Festival Lumière 2021 : Esthétique et politique du cinéma de Sydney Pollack

À l’occasion de la rétrospective que lui consacrait le dernier festival Lumière, nous avons pu découvrir avec une certaine curiosité le début de carrière du cinéaste américain Sydney Pollack. Jusqu’ici nous avions surtout en tête son partenariat avec l’acteur Robert Redford et ses machines à récompenses des années 1980 comme Tootsie (1982) et Out of Africa (1985), mais la dizaine de films des années 1960 et 1970 que nous avons visionnés dessinent en réalité une figure beaucoup plus insaisissable. À la fois héritier du classicisme hollywoodien dans son attachement au genre, au récit et à l’individualité de ses personnages, et témoin d’un renouveau formel qui s’accompagne d’une certaine contestation politique, Pollack s’est fondu dans son époque sans explicitement montrer où il se situait. Pour espérer mieux comprendre son cinéma, nous évoquerons ici certaines de ses caractéristiques esthétiques, thématiques et politiques, à travers l’exemple de quelques-unes de ses œuvres.

Une œuvre entre classicisme et modernité

Burt Lancaster dans Les Chasseurs de scalps (The Scalphunters, 1968) [United Artists/MGM/Kino Lorber]

Sydney Pollack a commencé sa carrière de cinéaste au milieu des années 1960.  Contrairement à ses pairs plus reconnus comme Francis Ford Coppola ou Martin Scorsese, il ne vient pas du cinéma indépendant mais de la télévision.

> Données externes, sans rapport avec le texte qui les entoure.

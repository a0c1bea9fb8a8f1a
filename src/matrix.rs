//! Pairwise distance matrix construction over waypoint addresses.

use rayon::prelude::*;
use tracing::debug;

use crate::traits::{DistanceOracle, OracleError};

/// Square matrix of travel distances between waypoint addresses, indexed by
/// waypoint position.
#[derive(Debug, Clone, PartialEq)]
pub struct DistanceMatrix {
    rows: Vec<Vec<f64>>,
}

impl DistanceMatrix {
    pub fn from_rows(rows: Vec<Vec<f64>>) -> Self {
        Self { rows }
    }

    pub fn len(&self) -> usize {
        self.rows.len()
    }

    pub fn is_empty(&self) -> bool {
        self.rows.is_empty()
    }

    /// Distance from waypoint `from` to waypoint `to`.
    ///
    /// Panics on out-of-range indices: a matrix whose dimensions disagree
    /// with the waypoint list is a defect in the calling code, not input.
    pub fn between(&self, from: usize, to: usize) -> f64 {
        self.rows[from][to]
    }

    pub fn rows(&self) -> &[Vec<f64>] {
        &self.rows
    }
}

/// Fills the full pairwise matrix by querying the oracle for every ordered
/// pair of distinct addresses. Diagonal entries are zero without a query.
///
/// Rows are filled in parallel; the oracle calls dominate routing latency
/// and are independent of each other. Any oracle failure aborts the whole
/// build: a route computed on a partial matrix could silently make wildly
/// wrong nearest-neighbor choices.
pub fn build_matrix<D>(addresses: &[String], oracle: &D) -> Result<DistanceMatrix, OracleError>
where
    D: DistanceOracle + Sync,
{
    let n = addresses.len();
    debug!(addresses = n, pairs = n * n.saturating_sub(1), "building distance matrix");

    let rows = (0..n)
        .into_par_iter()
        .map(|i| {
            let mut row = Vec::with_capacity(n);
            for j in 0..n {
                if i == j {
                    row.push(0.0);
                } else {
                    row.push(oracle.distance(&addresses[i], &addresses[j])?);
                }
            }
            Ok(row)
        })
        .collect::<Result<Vec<_>, OracleError>>()?;

    Ok(DistanceMatrix::from_rows(rows))
}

Son premier long-métrage, 30 minutes de sursis (The Slender Thread, 1965), est déjà distribué par la Paramount et met en scène deux stars alors récemment oscarisées, Anne Bancroft et Sidney Poitier. Pollack n’a jamais dirigé de petites productions, et a travaillé dès son troisième film, Les Chasseurs de scalps (The Scalphunters, 1968), avec un vétéran comme Burt Lancaster. Il ne vient donc pas s’inscrire en rupture avec le cinéma américain classique, mais de la même manière qu’Arthur Penn ou Mike Nichols, il est tout de même influencé par les nouveautés formelles de l’époque durant laquelle il débute sa carrière. 

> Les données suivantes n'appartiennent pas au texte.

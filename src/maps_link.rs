//! Navigation link construction for a sequenced route.
//!
//! Produces a Google Maps directions URL the delivery-agent UI can open
//! directly. Origin is the first stop, destination the last, intermediate
//! stops `|`-joined, spaces `+`-encoded per the directions URL scheme.

use crate::waypoint::Waypoint;

const DIRECTIONS_BASE: &str = "https://www.google.com/maps/dir/?api=1";

/// Builds the directions URL for `route` over `waypoints`.
///
/// `route` holds waypoint indices in visiting order. Returns `None` for an
/// empty route: no stops means no link, not an error.
pub fn navigation_url<OrderId, StoreId>(
    waypoints: &[Waypoint<OrderId, StoreId>],
    route: &[usize],
) -> Option<String> {
    let (&first, rest) = route.split_first()?;
    let (&last, middle) = rest.split_last().unwrap_or((&first, &[]));

    let origin = encode(&waypoints[first].address);
    let destination = encode(&waypoints[last].address);
    let stops = middle
        .iter()
        .map(|&i| encode(&waypoints[i].address))
        .collect::<Vec<_>>()
        .join("|");

    Some(format!(
        "{DIRECTIONS_BASE}&origin={origin}&destination={destination}&waypoints={stops}&travelmode=driving"
    ))
}

fn encode(address: &str) -> String {
    address.replace(' ', "+")
}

Ouverture d’Un château en enfer (Castle Keep, 1969) [Columbia Pictures/Rimini/Arcadès]

Cette tension entre classicisme et modernité s’illustre dans l’un de ses films les plus étranges et méconnus, Un château en enfer (Castle Keep, 1969), où il réunit notamment Burt Lancaster et Peter Falk. Tout à la fois film de guerre – plus précisément de siège, prenant place pendant la bataille des Ardennes de l’hiver 1944-1945 – et comédie absurde inclassable, Castle Keep surprend notamment par son montage expérimental, qui enchaîne les séquences sans véritable logique narrative. L’ouverture marque particulièrement dans ce sens en ayant recours à l’association d’images, articulant différents plans de peintures et de statues, détraqués par des explosions qui anticipent la destruction à venir. Celle-ci sera retardée au maximum, le film ne s’intéressant à l’affrontement entre les soldats américains et l’armée allemande que dans son dernier tiers.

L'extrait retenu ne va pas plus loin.